--- Records shown Enclosed Below ---
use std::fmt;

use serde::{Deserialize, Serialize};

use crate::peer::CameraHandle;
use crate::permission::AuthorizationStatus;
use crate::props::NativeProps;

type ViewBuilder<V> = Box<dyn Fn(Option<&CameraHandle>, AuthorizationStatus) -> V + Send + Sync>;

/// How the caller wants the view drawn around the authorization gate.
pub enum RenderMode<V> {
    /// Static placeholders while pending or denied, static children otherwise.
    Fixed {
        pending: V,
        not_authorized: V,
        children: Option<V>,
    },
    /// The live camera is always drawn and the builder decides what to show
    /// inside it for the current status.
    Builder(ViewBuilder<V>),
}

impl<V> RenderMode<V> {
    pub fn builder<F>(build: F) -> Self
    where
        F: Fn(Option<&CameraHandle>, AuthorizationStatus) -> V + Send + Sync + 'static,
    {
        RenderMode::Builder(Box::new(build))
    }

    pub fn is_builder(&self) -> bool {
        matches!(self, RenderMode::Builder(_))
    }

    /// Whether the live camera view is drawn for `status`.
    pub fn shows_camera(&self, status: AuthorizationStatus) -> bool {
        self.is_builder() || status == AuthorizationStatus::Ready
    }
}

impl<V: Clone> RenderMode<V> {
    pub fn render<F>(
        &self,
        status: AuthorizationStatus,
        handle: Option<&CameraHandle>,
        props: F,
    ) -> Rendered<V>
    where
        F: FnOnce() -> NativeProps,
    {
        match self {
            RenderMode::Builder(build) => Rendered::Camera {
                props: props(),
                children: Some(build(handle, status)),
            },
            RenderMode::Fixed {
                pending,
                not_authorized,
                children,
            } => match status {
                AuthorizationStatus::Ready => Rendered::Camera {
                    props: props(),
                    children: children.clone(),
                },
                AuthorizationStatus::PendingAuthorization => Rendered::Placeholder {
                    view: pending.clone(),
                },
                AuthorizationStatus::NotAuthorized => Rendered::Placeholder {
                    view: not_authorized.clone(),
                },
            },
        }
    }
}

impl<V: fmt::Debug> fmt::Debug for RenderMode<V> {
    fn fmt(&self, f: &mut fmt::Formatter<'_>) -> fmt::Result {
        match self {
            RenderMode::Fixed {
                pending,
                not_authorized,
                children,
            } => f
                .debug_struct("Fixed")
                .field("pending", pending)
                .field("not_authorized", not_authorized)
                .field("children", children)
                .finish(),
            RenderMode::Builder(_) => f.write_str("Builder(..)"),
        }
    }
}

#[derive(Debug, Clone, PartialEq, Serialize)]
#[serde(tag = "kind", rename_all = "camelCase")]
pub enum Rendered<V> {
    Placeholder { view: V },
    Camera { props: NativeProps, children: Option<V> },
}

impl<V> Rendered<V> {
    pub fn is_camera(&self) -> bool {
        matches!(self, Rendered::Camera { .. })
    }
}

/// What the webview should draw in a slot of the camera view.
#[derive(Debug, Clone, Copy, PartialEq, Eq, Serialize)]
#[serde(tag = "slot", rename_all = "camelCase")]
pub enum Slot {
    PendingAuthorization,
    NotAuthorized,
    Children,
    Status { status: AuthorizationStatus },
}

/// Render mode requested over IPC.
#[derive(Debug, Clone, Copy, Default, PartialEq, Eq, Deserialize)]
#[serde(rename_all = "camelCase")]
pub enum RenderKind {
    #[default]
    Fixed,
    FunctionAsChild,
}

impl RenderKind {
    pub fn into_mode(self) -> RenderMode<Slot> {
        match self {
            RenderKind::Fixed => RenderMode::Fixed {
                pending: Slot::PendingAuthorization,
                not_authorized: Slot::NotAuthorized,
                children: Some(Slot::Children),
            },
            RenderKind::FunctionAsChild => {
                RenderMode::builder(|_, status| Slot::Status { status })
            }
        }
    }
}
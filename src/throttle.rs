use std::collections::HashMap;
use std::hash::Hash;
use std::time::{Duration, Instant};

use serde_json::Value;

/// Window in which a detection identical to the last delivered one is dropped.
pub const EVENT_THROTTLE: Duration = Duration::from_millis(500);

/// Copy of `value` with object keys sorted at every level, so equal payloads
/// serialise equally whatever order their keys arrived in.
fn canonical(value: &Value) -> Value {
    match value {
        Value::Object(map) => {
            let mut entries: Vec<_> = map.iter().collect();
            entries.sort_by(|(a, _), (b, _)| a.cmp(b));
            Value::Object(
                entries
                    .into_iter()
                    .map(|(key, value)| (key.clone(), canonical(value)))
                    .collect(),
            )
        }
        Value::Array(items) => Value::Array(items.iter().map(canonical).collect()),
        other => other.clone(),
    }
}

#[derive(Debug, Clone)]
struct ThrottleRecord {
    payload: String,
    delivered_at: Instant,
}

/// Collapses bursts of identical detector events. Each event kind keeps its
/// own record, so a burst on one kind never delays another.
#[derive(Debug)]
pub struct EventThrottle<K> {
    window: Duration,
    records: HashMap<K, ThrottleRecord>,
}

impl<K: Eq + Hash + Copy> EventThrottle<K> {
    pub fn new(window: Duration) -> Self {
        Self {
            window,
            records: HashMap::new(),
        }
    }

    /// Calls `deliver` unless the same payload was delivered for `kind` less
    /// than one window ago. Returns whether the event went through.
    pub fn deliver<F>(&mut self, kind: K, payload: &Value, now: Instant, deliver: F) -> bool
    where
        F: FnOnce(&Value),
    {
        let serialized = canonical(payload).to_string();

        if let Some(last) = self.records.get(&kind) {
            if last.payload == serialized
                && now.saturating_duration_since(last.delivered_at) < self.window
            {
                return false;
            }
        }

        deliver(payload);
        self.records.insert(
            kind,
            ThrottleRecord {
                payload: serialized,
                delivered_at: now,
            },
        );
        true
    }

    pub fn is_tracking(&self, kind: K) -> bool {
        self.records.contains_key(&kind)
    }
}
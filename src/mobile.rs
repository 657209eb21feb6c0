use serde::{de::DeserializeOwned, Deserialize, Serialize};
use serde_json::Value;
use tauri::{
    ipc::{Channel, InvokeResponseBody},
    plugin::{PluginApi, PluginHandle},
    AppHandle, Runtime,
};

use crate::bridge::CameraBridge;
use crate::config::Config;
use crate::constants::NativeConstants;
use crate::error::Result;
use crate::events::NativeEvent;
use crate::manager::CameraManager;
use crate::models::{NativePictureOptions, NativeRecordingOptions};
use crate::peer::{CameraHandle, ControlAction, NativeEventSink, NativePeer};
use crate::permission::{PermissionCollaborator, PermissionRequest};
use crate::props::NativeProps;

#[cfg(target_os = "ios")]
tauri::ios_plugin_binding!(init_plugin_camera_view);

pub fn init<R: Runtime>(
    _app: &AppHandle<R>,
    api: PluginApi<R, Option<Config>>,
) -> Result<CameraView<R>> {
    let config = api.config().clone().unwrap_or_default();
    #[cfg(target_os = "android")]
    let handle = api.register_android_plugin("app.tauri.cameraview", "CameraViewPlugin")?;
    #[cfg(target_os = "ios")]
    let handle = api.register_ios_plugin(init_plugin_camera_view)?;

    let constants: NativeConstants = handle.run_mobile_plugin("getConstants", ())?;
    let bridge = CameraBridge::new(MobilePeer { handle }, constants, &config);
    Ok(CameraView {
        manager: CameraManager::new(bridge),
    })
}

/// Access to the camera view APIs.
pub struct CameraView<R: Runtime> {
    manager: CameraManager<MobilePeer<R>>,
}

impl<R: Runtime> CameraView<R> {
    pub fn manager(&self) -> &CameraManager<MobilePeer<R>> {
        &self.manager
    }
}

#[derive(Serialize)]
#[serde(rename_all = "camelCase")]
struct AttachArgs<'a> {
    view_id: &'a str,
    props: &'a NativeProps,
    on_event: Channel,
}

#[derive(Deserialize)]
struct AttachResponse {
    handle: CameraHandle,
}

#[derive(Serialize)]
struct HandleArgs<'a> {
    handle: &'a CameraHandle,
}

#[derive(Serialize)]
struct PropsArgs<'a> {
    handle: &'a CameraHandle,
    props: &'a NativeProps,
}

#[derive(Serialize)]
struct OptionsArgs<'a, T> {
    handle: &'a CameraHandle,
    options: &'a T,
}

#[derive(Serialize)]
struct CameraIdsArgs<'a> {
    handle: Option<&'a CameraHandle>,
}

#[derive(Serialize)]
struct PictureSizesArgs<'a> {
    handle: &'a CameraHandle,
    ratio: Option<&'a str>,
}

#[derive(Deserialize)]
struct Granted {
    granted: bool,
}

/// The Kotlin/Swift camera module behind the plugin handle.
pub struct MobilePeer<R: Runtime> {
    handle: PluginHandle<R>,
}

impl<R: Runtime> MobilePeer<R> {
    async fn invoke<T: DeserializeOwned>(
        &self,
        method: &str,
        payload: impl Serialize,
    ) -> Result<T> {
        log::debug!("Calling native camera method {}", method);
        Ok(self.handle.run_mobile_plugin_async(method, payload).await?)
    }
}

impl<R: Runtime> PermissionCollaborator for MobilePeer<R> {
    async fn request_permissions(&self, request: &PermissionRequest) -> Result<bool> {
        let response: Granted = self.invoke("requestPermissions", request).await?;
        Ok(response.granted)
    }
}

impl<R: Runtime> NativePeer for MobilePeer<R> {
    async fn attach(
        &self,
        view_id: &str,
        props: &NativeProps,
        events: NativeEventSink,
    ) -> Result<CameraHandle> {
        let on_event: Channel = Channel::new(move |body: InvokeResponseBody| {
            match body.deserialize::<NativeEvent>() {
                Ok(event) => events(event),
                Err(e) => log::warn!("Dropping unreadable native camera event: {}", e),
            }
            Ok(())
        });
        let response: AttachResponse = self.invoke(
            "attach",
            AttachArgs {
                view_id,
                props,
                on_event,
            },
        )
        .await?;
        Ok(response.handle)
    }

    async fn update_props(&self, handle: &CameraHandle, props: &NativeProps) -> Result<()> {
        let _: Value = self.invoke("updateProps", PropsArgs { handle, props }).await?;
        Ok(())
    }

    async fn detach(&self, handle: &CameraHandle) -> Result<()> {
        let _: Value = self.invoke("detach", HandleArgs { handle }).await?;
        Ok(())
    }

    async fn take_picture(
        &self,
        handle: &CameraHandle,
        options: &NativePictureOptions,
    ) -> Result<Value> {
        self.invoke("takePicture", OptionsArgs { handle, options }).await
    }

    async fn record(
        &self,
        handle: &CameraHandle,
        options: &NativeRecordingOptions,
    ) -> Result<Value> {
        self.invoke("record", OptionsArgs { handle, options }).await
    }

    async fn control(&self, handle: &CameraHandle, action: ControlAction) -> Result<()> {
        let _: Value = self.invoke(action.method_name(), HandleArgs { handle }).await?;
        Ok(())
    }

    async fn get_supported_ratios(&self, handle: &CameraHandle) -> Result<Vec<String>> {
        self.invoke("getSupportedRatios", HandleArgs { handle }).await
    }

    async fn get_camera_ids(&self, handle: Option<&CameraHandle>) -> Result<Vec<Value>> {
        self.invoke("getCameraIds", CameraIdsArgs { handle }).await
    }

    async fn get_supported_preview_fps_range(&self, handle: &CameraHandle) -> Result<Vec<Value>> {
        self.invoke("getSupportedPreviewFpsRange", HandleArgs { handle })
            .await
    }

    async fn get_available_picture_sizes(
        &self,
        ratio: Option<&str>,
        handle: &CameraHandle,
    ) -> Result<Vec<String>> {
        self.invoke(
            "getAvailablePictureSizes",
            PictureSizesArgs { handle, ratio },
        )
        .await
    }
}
--- End of Enclosed Records shown ---
--- Records shown Enclosed Below ---
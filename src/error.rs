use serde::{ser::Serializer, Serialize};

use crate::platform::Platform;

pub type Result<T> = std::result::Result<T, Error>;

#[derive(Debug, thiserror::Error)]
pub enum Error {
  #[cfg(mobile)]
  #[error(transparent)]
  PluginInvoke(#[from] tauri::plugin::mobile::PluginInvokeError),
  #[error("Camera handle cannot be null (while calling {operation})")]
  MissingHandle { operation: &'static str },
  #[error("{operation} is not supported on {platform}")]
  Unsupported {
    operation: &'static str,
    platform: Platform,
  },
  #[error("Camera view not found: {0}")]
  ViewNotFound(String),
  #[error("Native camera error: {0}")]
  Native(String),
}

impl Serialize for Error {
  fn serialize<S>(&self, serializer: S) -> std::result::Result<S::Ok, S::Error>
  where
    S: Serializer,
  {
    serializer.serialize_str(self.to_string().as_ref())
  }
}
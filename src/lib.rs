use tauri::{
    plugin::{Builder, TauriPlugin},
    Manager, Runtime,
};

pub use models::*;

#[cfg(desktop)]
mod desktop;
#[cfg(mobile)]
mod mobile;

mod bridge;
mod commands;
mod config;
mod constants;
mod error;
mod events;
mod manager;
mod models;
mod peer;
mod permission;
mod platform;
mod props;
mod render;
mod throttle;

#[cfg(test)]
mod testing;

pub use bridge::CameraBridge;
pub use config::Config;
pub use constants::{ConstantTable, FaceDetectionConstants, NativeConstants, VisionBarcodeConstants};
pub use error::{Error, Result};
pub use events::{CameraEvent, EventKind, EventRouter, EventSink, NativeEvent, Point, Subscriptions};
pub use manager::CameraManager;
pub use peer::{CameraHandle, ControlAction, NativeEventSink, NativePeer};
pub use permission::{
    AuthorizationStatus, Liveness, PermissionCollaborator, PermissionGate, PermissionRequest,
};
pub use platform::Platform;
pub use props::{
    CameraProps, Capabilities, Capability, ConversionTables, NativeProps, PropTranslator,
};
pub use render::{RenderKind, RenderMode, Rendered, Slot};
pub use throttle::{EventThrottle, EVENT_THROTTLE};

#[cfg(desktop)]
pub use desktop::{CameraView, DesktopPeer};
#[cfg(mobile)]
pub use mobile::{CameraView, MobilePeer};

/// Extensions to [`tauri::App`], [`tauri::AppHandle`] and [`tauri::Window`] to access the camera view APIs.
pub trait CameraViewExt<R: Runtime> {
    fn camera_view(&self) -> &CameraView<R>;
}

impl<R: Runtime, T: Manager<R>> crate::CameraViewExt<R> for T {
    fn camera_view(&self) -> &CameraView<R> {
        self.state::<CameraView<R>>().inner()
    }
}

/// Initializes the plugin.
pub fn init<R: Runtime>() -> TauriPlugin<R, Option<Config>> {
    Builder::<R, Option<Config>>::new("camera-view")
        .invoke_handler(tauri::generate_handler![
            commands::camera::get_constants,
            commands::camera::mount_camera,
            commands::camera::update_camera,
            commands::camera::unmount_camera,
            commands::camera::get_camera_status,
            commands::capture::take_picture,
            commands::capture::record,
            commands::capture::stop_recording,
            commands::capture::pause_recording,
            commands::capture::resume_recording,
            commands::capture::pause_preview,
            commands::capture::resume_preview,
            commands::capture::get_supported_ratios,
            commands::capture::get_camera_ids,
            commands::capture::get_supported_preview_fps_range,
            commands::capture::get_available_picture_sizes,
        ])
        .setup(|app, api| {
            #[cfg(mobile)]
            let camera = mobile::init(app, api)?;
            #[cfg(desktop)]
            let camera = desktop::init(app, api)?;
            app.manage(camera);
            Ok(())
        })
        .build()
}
--- End of Enclosed Records shown ---
--- Records shown Enclosed Below ---
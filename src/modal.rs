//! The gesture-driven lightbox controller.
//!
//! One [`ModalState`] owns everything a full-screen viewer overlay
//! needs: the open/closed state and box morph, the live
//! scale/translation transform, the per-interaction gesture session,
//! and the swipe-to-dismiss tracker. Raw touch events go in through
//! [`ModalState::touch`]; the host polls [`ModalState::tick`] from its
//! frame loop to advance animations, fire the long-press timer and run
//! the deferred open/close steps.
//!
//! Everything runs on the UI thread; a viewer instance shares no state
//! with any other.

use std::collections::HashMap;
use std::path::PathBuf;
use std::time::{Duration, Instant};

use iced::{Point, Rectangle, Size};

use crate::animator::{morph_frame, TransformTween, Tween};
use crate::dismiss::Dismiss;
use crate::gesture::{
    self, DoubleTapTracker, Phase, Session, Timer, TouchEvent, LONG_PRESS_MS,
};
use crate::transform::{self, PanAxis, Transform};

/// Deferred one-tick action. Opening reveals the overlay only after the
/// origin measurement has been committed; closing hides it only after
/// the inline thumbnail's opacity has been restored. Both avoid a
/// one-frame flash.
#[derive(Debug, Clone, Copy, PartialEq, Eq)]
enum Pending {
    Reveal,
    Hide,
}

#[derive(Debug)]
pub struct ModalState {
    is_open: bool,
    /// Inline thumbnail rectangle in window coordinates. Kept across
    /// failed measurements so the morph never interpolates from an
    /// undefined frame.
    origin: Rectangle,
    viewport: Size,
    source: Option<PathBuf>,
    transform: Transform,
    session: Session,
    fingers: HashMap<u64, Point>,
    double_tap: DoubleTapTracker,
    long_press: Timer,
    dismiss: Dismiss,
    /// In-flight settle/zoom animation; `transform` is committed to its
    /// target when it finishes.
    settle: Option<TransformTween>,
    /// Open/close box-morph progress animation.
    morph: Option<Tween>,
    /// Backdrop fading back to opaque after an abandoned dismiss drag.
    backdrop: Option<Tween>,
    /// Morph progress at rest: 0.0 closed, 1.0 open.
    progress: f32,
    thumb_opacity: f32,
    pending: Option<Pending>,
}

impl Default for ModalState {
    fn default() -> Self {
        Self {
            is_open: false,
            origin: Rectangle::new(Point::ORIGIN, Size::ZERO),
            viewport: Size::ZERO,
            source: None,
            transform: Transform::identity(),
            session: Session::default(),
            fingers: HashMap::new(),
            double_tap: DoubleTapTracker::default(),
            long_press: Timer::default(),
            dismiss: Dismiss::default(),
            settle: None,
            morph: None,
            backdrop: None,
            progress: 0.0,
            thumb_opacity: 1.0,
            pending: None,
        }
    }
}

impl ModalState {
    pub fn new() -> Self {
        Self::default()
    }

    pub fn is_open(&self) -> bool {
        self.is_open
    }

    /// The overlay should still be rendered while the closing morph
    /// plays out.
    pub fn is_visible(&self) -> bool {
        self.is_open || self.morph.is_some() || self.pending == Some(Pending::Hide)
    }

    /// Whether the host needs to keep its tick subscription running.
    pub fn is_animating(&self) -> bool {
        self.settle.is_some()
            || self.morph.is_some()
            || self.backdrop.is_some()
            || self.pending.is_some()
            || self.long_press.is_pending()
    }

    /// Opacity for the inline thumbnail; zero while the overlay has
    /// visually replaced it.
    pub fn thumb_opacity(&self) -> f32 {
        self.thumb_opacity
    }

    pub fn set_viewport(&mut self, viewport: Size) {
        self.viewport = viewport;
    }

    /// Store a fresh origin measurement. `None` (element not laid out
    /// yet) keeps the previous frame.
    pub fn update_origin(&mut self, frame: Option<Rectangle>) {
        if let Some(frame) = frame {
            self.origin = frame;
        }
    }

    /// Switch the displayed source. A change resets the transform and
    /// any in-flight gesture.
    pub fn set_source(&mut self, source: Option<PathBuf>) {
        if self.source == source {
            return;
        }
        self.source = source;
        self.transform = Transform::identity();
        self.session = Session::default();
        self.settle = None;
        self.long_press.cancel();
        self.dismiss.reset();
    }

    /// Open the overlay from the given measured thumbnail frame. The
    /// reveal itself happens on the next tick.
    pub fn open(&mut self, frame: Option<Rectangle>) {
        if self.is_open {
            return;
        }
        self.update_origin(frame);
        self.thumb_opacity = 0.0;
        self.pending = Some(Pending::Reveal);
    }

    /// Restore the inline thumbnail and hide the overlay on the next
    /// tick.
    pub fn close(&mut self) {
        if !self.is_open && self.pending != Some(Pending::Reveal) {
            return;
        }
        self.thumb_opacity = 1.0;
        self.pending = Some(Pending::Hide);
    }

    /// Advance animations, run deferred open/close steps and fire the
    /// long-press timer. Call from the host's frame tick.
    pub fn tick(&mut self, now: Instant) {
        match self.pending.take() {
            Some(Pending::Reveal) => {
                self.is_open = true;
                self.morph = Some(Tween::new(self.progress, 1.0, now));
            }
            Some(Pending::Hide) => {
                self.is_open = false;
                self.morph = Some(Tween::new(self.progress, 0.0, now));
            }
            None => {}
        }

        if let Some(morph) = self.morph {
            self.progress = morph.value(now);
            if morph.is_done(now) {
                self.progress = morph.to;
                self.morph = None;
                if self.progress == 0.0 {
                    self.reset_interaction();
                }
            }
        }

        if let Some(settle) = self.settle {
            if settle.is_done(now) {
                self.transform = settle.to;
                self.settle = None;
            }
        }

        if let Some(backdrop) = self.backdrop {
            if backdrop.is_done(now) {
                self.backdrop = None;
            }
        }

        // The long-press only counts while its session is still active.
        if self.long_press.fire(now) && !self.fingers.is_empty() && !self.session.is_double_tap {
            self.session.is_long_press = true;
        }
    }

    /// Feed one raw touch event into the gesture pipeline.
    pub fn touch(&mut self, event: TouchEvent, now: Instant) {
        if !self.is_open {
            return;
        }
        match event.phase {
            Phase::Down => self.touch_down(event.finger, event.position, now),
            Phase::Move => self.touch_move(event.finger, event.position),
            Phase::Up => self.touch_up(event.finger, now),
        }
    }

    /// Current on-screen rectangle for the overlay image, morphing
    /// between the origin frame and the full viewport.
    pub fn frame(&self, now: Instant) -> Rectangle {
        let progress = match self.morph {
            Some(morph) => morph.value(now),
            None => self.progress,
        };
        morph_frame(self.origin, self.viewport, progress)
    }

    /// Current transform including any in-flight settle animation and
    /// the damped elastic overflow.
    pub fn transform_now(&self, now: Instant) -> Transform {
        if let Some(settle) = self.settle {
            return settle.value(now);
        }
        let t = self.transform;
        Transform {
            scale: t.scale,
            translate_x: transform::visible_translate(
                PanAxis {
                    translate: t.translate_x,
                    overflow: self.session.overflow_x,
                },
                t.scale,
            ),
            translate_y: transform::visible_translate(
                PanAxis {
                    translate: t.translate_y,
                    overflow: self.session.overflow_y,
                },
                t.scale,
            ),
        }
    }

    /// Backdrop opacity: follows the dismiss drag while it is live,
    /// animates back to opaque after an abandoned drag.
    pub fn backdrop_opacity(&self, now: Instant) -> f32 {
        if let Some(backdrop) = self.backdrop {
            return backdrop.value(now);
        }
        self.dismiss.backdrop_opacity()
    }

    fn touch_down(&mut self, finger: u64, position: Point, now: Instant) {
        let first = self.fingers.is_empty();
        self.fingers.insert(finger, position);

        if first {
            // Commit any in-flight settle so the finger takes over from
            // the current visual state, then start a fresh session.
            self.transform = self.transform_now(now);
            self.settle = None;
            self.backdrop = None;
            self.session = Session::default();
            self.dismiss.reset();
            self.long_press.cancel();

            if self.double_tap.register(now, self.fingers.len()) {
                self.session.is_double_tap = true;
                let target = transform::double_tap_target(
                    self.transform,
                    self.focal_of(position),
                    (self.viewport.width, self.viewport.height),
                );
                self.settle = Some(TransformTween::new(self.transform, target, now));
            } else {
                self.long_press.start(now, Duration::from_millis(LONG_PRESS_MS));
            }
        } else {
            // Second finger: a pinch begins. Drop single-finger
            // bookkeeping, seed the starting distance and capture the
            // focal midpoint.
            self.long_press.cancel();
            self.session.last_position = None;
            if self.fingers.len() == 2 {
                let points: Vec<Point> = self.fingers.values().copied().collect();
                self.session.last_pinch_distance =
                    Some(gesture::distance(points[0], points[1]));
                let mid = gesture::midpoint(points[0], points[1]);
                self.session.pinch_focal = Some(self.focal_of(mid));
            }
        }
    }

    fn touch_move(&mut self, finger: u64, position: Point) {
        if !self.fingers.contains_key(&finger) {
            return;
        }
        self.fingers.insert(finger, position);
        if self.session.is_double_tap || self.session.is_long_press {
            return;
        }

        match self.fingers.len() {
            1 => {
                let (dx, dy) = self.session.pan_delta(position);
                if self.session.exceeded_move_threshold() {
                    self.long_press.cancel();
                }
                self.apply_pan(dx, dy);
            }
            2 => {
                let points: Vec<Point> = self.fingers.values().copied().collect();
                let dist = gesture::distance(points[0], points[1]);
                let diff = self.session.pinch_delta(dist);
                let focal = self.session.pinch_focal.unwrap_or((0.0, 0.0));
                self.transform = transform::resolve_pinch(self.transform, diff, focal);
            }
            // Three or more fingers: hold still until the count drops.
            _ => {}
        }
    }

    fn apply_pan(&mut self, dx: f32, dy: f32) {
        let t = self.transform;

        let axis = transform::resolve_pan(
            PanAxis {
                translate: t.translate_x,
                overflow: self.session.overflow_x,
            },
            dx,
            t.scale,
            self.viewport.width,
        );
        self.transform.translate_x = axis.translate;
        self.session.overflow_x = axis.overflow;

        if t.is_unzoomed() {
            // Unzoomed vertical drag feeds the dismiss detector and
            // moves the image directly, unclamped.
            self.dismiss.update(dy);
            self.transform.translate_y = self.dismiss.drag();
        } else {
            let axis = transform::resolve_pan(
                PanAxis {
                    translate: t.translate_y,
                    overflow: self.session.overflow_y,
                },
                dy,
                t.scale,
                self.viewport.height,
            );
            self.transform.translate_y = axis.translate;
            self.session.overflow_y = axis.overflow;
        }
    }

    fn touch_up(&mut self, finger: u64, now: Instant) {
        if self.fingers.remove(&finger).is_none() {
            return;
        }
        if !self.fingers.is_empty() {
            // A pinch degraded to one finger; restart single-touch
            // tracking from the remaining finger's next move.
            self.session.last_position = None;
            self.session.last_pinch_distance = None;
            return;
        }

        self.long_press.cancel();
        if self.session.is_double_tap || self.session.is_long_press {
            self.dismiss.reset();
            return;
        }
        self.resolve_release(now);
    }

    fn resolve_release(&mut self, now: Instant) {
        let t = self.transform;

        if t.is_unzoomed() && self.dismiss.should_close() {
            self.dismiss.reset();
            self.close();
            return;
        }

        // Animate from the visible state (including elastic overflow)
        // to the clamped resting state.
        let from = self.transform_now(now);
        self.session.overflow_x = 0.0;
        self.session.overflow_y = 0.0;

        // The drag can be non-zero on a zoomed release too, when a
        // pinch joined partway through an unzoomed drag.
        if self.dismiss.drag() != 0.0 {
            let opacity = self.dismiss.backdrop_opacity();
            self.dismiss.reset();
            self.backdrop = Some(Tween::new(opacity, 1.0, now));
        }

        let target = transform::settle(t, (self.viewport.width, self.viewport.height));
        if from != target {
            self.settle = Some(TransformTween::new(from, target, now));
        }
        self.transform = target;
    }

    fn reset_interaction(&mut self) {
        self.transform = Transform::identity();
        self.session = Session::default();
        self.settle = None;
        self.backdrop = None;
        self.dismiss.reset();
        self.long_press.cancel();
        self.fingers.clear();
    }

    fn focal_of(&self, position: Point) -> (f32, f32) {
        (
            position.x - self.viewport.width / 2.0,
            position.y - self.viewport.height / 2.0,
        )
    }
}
--- End of Enclosed Records shown ---
Work item —
Among the entries above, find the line with "kind keeps its" and the line with "if let Some(last)"; give again exactly these two lines and all lines between them.

Answer below —
/// Collapses bursts of identical detector events. Each event kind keeps its
/// own record, so a burst on one kind never delays another.
#[derive(Debug)]
pub struct EventThrottle<K> {
    window: Duration,
    records: HashMap<K, ThrottleRecord>,
}

impl<K: Eq + Hash + Copy> EventThrottle<K> {
    pub fn new(window: Duration) -> Self {
        Self {
            window,
            records: HashMap::new(),
        }
    }

    /// Calls `deliver` unless the same payload was delivered for `kind` less
    /// than one window ago. Returns whether the event went through.
    pub fn deliver<F>(&mut self, kind: K, payload: &Value, now: Instant, deliver: F) -> bool
    where
        F: FnOnce(&Value),
    {
        let serialized = canonical(payload).to_string();

        if let Some(last) = self.records.get(&kind) {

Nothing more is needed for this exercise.